The specific activity of technetium, rhenium, ruthenium, platinum, and palladium in catalytic reactions of benzene with hydrogen

Abstract

The specific activities of technetium, rhenium, ruthenium, platinum, and palladium catalysts supported on silica and γ-alumina at a concentration of 1% have been studied for the reactions of benzene with hydrogen in the temperature range of 100–235 ° by the microreactor chromatographic pulse method. The surface areas of the metals were determined by selective hydrogen chemisorption at 20 ° and by the X-ray line-broadening methods.
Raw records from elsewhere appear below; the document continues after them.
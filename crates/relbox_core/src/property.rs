//! Property descriptors.

use relbox_codec::{property_slot, PropertyId};
use std::fmt;
use std::marker::PhantomData;

/// Stored type of a property.
#[derive(Debug, Clone, Copy, PartialEq, Eq, Hash)]
pub enum PropertyType {
    /// `bool`, one byte.
    Bool,
    /// `i8` / `u8`.
    Byte,
    /// `i16` / `u16`.
    Short,
    /// `i32` / `u32`.
    Int,
    /// `i64` / `u64`.
    Long,
    /// `f32`.
    Float,
    /// `f64`.
    Double,
    /// UTF-8 string payload.
    String,
    /// Byte vector payload.
    ByteVector,
    /// Milliseconds since the epoch.
    Date,
    /// Nanoseconds since the epoch.
    DateNano,
    /// To-one target id.
    Relation,
}

/// Compile-time metadata for property `V` of entity `E`.
///
/// Bindings declare one `const` per property; the id is the only thing the
/// codec needs from it.
pub struct Property<E, V> {
    id: PropertyId,
    property_type: PropertyType,
    is_primary_key: bool,
    _marker: PhantomData<fn() -> (E, V)>,
}

impl<E, V> Property<E, V> {
    /// Declares a property.
    #[must_use]
    pub const fn new(id: PropertyId, property_type: PropertyType, is_primary_key: bool) -> Self {
        Self {
            id,
            property_type,
            is_primary_key,
            _marker: PhantomData,
        }
    }

    /// Numeric property id.
    #[inline]
    #[must_use]
    pub const fn id(&self) -> PropertyId {
        self.id
    }

    /// Stored type.
    #[inline]
    #[must_use]
    pub const fn property_type(&self) -> PropertyType {
        self.property_type
    }

    /// Whether this is the entity's id property.
    #[inline]
    #[must_use]
    pub const fn is_primary_key(&self) -> bool {
        self.is_primary_key
    }

    /// Vtable slot of this property.
    #[inline]
    #[must_use]
    pub const fn slot(&self) -> u16 {
        property_slot(self.id)
    }
}

impl<E, V> Clone for Property<E, V> {
    fn clone(&self) -> Self {
        *self
    }
}

impl<E, V> Copy for Property<E, V> {}

impl<E, V> fmt::Debug for Property<E, V> {
    fn fmt(&self, f: &mut fmt::Formatter<'_>) -> fmt::Result {
        f.debug_struct("Property")
            .field("id", &self.id)
            .field("type", &self.property_type)
            .field("primary_key", &self.is_primary_key)
            .finish()
    }
}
The measurements on ruthenium, platinum, and rhenium powders of known surface areas were applied to determine the metal site areas effectively occupied by one hydrogen atom. Both technetium and rhenium reveal a catalytic activity in hydrogenation of benzene to cyclohexane. At sufficiently high temperatures, both metals, like ruthenium, are also catalysts in benzene hydrogenolysis, resulting in aliphatic C 1C 6 hydrocarbons. The specific activities of metals for hydrogenation and hydrogenolysis decrease in the order: Ru > Pt > Tc ≈ Pd > Re and Ru > Tc > Re, respectively. The apparent activation energies are 7–11 kcal/mole for hydrogenation and 29–32 kcal/mole for hydrogenolysis. Rhenium, ruthenium, platinum, and palladium supported on γ-alumina were found to be less active as compared with the same metals on silica carrier, but the maximum difference was only a nearly twofold change in specific activity. The activity and selectivity of technetium appear to be distinctly dependent on the nature of the support. In discussing the results the factors determining the catalytic activities of the metals are mainly considered e.g., the extent and strength of hydrogen adsorption, the mode of bonding of the benzene molecules, and the role of the carrier.